Task
From the data below, copy out every line in which the word "NotInitialized" occurs.

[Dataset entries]
::::

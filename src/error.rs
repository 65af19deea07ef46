//! Error types for the adaptive storage core
//!
//! Provides structured error types for architecture probing, command
//! building/execution, output parsing, and the path-safe file tree.

use thiserror::Error;

/// Unified error type for the storage core
#[derive(Error, Debug)]
pub enum Error {
    // =========================================================================
    // Internal Errors
    // =========================================================================
    #[error("Internal error: {0}")]
    Internal(String),

    #[error("Configuration error: {0}")]
    Configuration(String),

    // =========================================================================
    // Architecture Probe Errors
    // =========================================================================
    #[error("Architecture probe failed: {0}")]
    Probe(String),

    #[error("Architecture profile requested before initialization")]
    NotInitialized,

    // =========================================================================
    // Validation Errors
    // =========================================================================
    #[error("Validation failed: {0}")]
    Validation(String),

    #[error("Invalid device {device}: {reason}")]
    InvalidDevice { device: String, reason: String },

    #[error("Recursive rollback to {snapshot} would destroy newer snapshots: {}", .newer.join(", "))]
    RollbackHazard { snapshot: String, newer: Vec<String> },

    // =========================================================================
    // Not Found Errors
    // =========================================================================
    #[error("Path not found: {path}")]
    NotFound { path: String },

    #[error("Not a directory: {path}")]
    NotADirectory { path: String },

    #[error("Not a regular file: {path}")]
    NotAFile { path: String },

    #[error("Pool not found: {pool}")]
    PoolNotFound { pool: String },

    #[error("Dataset not found: {dataset}")]
    DatasetNotFound { dataset: String },

    #[error("Snapshot not found: {snapshot}")]
    SnapshotNotFound { snapshot: String },

    // =========================================================================
    // Conflict Errors
    // =========================================================================
    #[error("Path already exists: {path}")]
    AlreadyExists { path: String },

    #[error("Pool already exists: {pool}")]
    PoolExists { pool: String },

    #[error("Dataset already exists: {dataset}")]
    DatasetExists { dataset: String },

    #[error("Snapshot already exists: {snapshot}")]
    DuplicateSnapshot { snapshot: String },

    #[error("Directory not empty: {path}")]
    DirectoryNotEmpty { path: String },

    #[error("Cannot move {source_path} to {destination}: crosses filesystem boundary")]
    CrossDevice {
        source_path: String,
        destination: String,
    },

    // =========================================================================
    // Security Errors
    // =========================================================================
    #[error("Path escapes the file tree root: {path}")]
    PathTraversal { path: String },

    // =========================================================================
    // Command Execution Errors
    // =========================================================================
    #[error("Command `{command}` exited with code {exit_code}: {stderr}")]
    CommandExecution {
        command: String,
        exit_code: i32,
        stderr: String,
    },

    #[error("Command not available: {program}")]
    CommandUnavailable { program: String },

    #[error("Send stream for {source_snapshot} failed (exit code {exit_code}, broken pipe: {broken_pipe}): {stderr}")]
    SendStream {
        source_snapshot: String,
        exit_code: i32,
        stderr: String,
        broken_pipe: bool,
    },

    #[error("Receive into {target} rejected (exit code {exit_code}): {stderr}")]
    ReceiveRejected {
        target: String,
        exit_code: i32,
        stderr: String,
    },

    // =========================================================================
    // Parse Errors
    // =========================================================================
    #[error("Cannot parse output of `{command}` line {line}: {reason}")]
    Parse {
        command: String,
        line: usize,
        reason: String,
    },

    // =========================================================================
    // IO Errors
    // =========================================================================
    #[error("IO error: {0}")]
    Io(#[from] std::io::Error),
}

/// Broad classification of an error, used by the request layer
#[derive(Debug, Clone, Copy, PartialEq, Eq)]
pub enum ErrorCategory {
    /// Rejected before any external call
    Validation,
    /// Referenced pool/dataset/snapshot/path does not exist
    NotFound,
    /// Target already exists or is in a conflicting state
    Conflict,
    /// Path containment violation
    Security,
    /// Backend process failed
    Execution,
    /// Backend output did not match the expected schema
    Parse,
    /// Filesystem failure
    Io,
    /// Anything else
    Internal,
}

impl Error {
    /// Classify this error
    pub fn category(&self) -> ErrorCategory {
        match self {
            Error::Validation(_)
            | Error::InvalidDevice { .. }
            | Error::RollbackHazard { .. }
            | Error::NotADirectory { .. }
            | Error::NotAFile { .. } => ErrorCategory::Validation,

            Error::NotFound { .. }
            | Error::PoolNotFound { .. }
            | Error::DatasetNotFound { .. }
            | Error::SnapshotNotFound { .. } => ErrorCategory::NotFound,

            Error::AlreadyExists { .. }
            | Error::PoolExists { .. }
            | Error::DatasetExists { .. }
            | Error::DuplicateSnapshot { .. }
            | Error::DirectoryNotEmpty { .. }
            | Error::CrossDevice { .. } => ErrorCategory::Conflict,

            Error::PathTraversal { .. } => ErrorCategory::Security,

            Error::CommandExecution { .. }
            | Error::CommandUnavailable { .. }
            | Error::SendStream { .. }
            | Error::ReceiveRejected { .. } => ErrorCategory::Execution,

            Error::Parse { .. } => ErrorCategory::Parse,

            Error::Io(_) => ErrorCategory::Io,

            Error::Internal(_)
            | Error::Configuration(_)
            | Error::Probe(_)
            | Error::NotInitialized => ErrorCategory::Internal,
        }
    }

    /// Short machine-readable code for API responses
    pub fn code(&self) -> &'static str {
        match self {
            Error::Internal(_) => "internal_error",
            Error::Configuration(_) => "configuration_error",
            Error::Probe(_) => "probe_failed",
            Error::NotInitialized => "not_initialized",
            Error::Validation(_) => "validation_failed",
            Error::InvalidDevice { .. } => "invalid_device",
            Error::RollbackHazard { .. } => "rollback_hazard",
            Error::NotFound { .. } => "not_found",
            Error::NotADirectory { .. } => "not_a_directory",
            Error::NotAFile { .. } => "not_a_file",
            Error::PoolNotFound { .. } => "pool_not_found",
            Error::DatasetNotFound { .. } => "dataset_not_found",
            Error::SnapshotNotFound { .. } => "snapshot_not_found",
            Error::AlreadyExists { .. } => "already_exists",
            Error::PoolExists { .. } => "pool_exists",
            Error::DatasetExists { .. } => "dataset_exists",
            Error::DuplicateSnapshot { .. } => "duplicate_snapshot",
            Error::DirectoryNotEmpty { .. } => "directory_not_empty",
            Error::CrossDevice { .. } => "cross_device",
            Error::PathTraversal { .. } => "path_traversal",
            Error::CommandExecution { .. } => "command_failed",
            Error::CommandUnavailable { .. } => "command_unavailable",
            Error::SendStream { .. } => "send_failed",
            Error::ReceiveRejected { .. } => "receive_rejected",
            Error::Parse { .. } => "parse_error",
            Error::Io(_) => "io_error",
        }
    }

    /// Whether the failure was raised before any external command ran
    pub fn is_side_effect_free(&self) -> bool {
        matches!(
            self.category(),
            ErrorCategory::Validation | ErrorCategory::Security
        )
    }
}

/// Result type alias for the storage core
pub type Result<T> = std::result::Result<T, Error>;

::::

Output below
    NotInitialized,
            | Error::NotInitialized => ErrorCategory::Internal,
            Error::NotInitialized => "not_initialized",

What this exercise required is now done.